Add the "opportunistic TLS" option.

Add a new configuration option to allow remote connections to proceed in
unencrypted mode if the STARTTLS negotiation fails.
---

diff --git a/conf.c b/conf.c
index 5d17745..6c7bd1c 100644
--- a/conf.c
+++ b/conf.c
@@ -207,6 +207,8 @@ parse_conf(const char *config_path)
 			config.mailnamefile = data;
 		else if (strcmp(word, "STARTTLS") == 0 && data == NULL)
 			config.features |= STARTTLS;
+		else if (strcmp(word, "OPPORTUNISTIC_TLS") == 0 && data == NULL)
+			config.features |= TLS_OPP;
 		else if (strcmp(word, "SECURETRANSFER") == 0 && data == NULL)

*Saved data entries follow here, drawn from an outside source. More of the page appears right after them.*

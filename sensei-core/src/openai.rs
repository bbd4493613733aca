//! OpenAI chat completions client
//!
//! Shared request/response types and a single-call helper for the hosted
//! chat-completion endpoint. One blocking call per invocation: no retries,
//! no streaming.

use crate::http::get_client;
use anyhow::{Context, Result};
use serde::{Deserialize, Serialize};

/// Chat completions endpoint
const API_URL: &str = "https://api.openai.com/v1/chat/completions";

/// Model used when no override is configured
pub const DEFAULT_MODEL: &str = "gpt-3.5-turbo";

/// Sampling temperature used when no override is configured
pub const DEFAULT_TEMPERATURE: f32 = 0.7;

/// Request payload for the chat completions API
#[derive(Debug, Clone, Serialize)]
pub struct ChatRequest {
    pub model: String,
    pub messages: Vec<Message>,
    #[serde(skip_serializing_if = "Option::is_none")]
    pub temperature: Option<f32>,
    #[serde(skip_serializing_if = "Option::is_none")]
    pub max_tokens: Option<u32>,
}

impl ChatRequest {
    /// Create a new chat request with an ordered message sequence
    pub fn new(model: impl Into<String>, messages: Vec<Message>) -> Self {
        Self {
            model: model.into(),
            messages,
            temperature: None,
            max_tokens: None,
        }
    }

    /// Set the temperature for sampling
    pub fn temperature(mut self, temp: f32) -> Self {
        self.temperature = Some(temp);
        self
    }

    /// Set the maximum number of tokens in the response
    pub fn max_tokens(mut self, tokens: u32) -> Self {
        self.max_tokens = Some(tokens);
        self
    }
}

/// A message in the chat conversation
#[derive(Debug, Serialize, Deserialize, Clone)]
pub struct Message {
    pub role: String,
    pub content: String,
}

impl Message {
    /// Create a user message
    pub fn user(content: impl Into<String>) -> Self {
        Self {
            role: "user".to_string(),
            content: content.into(),
        }
    }

    /// Create a system message
    pub fn system(content: impl Into<String>) -> Self {
        Self {
            role: "system".to_string(),
            content: content.into(),
        }
    }

    /// Create an assistant message
    pub fn assistant(content: impl Into<String>) -> Self {
        Self {
            role: "assistant".to_string(),
            content: content.into(),
        }
    }
}

/// Response from the chat completions API
#[derive(Debug, Deserialize)]
pub struct ChatResponse {
    pub choices: Vec<Choice>,
    #[serde(default)]
    pub usage: Option<Usage>,
}

impl ChatResponse {
    /// Get the content of the first choice, if available
    pub fn content(&self) -> Option<&str> {
        self.choices.first().map(|c| c.message.content.as_str())
    }

    /// Get the content of the first choice, or an error if not available
    pub fn content_or_err(&self) -> Result<&str> {
        self.content()
            .context("No response content from API (empty choices)")
    }
}

/// A single response choice
#[derive(Debug, Deserialize)]
pub struct Choice {
    pub message: ResponseMessage,
    #[serde(default)]
    pub index: usize,
    #[serde(default)]
    pub finish_reason: Option<String>,
}

/// The message content in a response choice
#[derive(Debug, Deserialize)]
pub struct ResponseMessage {
    pub content: String,
    #[serde(default)]
    pub role: Option<String>,
}

/// Token usage information
#[derive(Debug, Deserialize)]
pub struct Usage {
    pub prompt_tokens: u32,
    pub completion_tokens: u32,
    pub total_tokens: u32,
}

/// Send a chat completion request to the OpenAI API
///
/// # Arguments
/// * `request` - The chat request payload
/// * `api_key` - OpenAI API key
///
/// # Returns
/// The parsed response from the API
pub async fn chat_completion(request: &ChatRequest, api_key: &str) -> Result<ChatResponse> {
    let client = get_client();

    let response = client
        .post(API_URL)
        .header("Authorization", format!("Bearer {}", api_key))
        .header("Content-Type", "application/json")
        .json(request)
        .send()
        .await
        .context("Failed to send request to OpenAI API")?;

    if !response.status().is_success() {
        let status = response.status();
        let text = response.text().await.unwrap_or_default();
        anyhow::bail!("OpenAI API error {}: {}", status, text);
    }

    response
        .json()
        .await
        .context("Failed to parse OpenAI API response")
}

#[cfg(test)]
mod tests {
    use super::*;

    #[test]
    fn test_chat_request_builder() {
        let request = ChatRequest::new(
            DEFAULT_MODEL,
            vec![Message::system("You are helpful"), Message::user("Hello")],
        )
        .temperature(DEFAULT_TEMPERATURE)
        .max_tokens(100);

        assert_eq!(request.model, "gpt-3.5-turbo");
        assert_eq!(request.temperature, Some(0.7));
        assert_eq!(request.max_tokens, Some(100));
        assert_eq!(request.messages.len(), 2);
        assert_eq!(request.messages[0].role, "system");
        assert_eq!(request.messages[1].role, "user");
    }

    #[test]
    fn test_message_constructors() {
        let user = Message::user("Hello");
        assert_eq!(user.role, "user");
        assert_eq!(user.content, "Hello");

        let system = Message::system("You are helpful");
        assert_eq!(system.role, "system");

        let assistant = Message::assistant("Hi there");
        assert_eq!(assistant.role, "assistant");
    }

    #[test]
    fn test_optional_fields_are_skipped_when_unset() {
        let request = ChatRequest::new(DEFAULT_MODEL, vec![Message::user("Hello")]);
        let json = serde_json::to_value(&request).unwrap();
        assert!(json.get("temperature").is_none());
        assert!(json.get("max_tokens").is_none());
    }

    #[test]
    fn test_chat_response_content() {
        let json = r#"{
            "choices": [{"message": {"role": "assistant", "content": "42"}, "index": 0, "finish_reason": "stop"}],
            "usage": {"prompt_tokens": 10, "completion_tokens": 1, "total_tokens": 11}
        }"#;
        let response: ChatResponse = serde_json::from_str(json).unwrap();
        assert_eq!(response.content(), Some("42"));
        assert_eq!(response.content_or_err().unwrap(), "42");

        let empty: ChatResponse = serde_json::from_str(r#"{"choices": []}"#).unwrap();
        assert!(empty.content().is_none());
        assert!(empty.content_or_err().is_err());
    }
}
//! Server-side bridge between the form and the ask service

use sensei_core::{Answer, AskService, OpenAiChat, PersonaTable};
use std::time::Instant;

/// Submit one question as the given persona.
///
/// Validation failures and remote failures are both rendered to the display
/// string the UI shows in place of an answer.
pub async fn submit(persona_id: String, question: String) -> Result<Answer, String> {
    let config = super::config::get().map_err(|e| e.to_string())?;

    let service = AskService::new(
        OpenAiChat,
        config.openai_api_key.clone(),
        PersonaTable::builtin(),
    )
    .with_model(config.model.clone())
    .with_temperature(config.temperature);

    let start = Instant::now();
    let result = service.submit(&persona_id, &question).await;
    let duration_ms = start.elapsed().as_millis();

    match result {
        Ok(answer) => {
            tracing::info!(
                persona = %persona_id,
                duration_ms = %duration_ms,
                "Question answered"
            );
            Ok(answer)
        }
        Err(e) => {
            tracing::error!(
                persona = %persona_id,
                error = %e,
                duration_ms = %duration_ms,
                "Question failed"
            );
            Err(e.display_text())
        }
    }
}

 			config.features |= SECURETRANS;
 		else if (strcmp(word, "DEFER") == 0 && data == NULL)
diff --git a/crypto.c b/crypto.c
index 716fd54..8e2d334 100644
--- a/crypto.c
+++ b/crypto.c
@@ -118,9 +118,13 @@ smtp_init_crypto(int fd, int feature)
 		if (read_remote(fd, 0, NULL) == 2) {
 			send_remote_command(fd, "STARTTLS");
 			if (read_remote(fd, 0, NULL) != 2) {
-				syslog(LOG_ERR, "remote delivery deferred:"
-				  " STARTTLS not available: %s", neterr);
-				return (1);
+				if ((feature & TLS_OPP) == 0) {
+					syslog(LOG_ERR, "remote delivery deferred: STARTTLS not available: %s", neterr);
+					return (1);
+				} else {
+					syslog(LOG_INFO, "in opportunistic TLS mode, STARTTLS not available: %s", neterr);
+					return (0);
+				}
 			}
 		}
 		/* End of TLS init phase, enable SSL_write/read */
diff --git a/dma.8 b/dma.8
index 0fb4dee..74e4dcd 100644
--- a/dma.8
+++ b/dma.8
@@ -208,6 +208,20 @@ Uncomment if you want TLS/SSL secured transfer.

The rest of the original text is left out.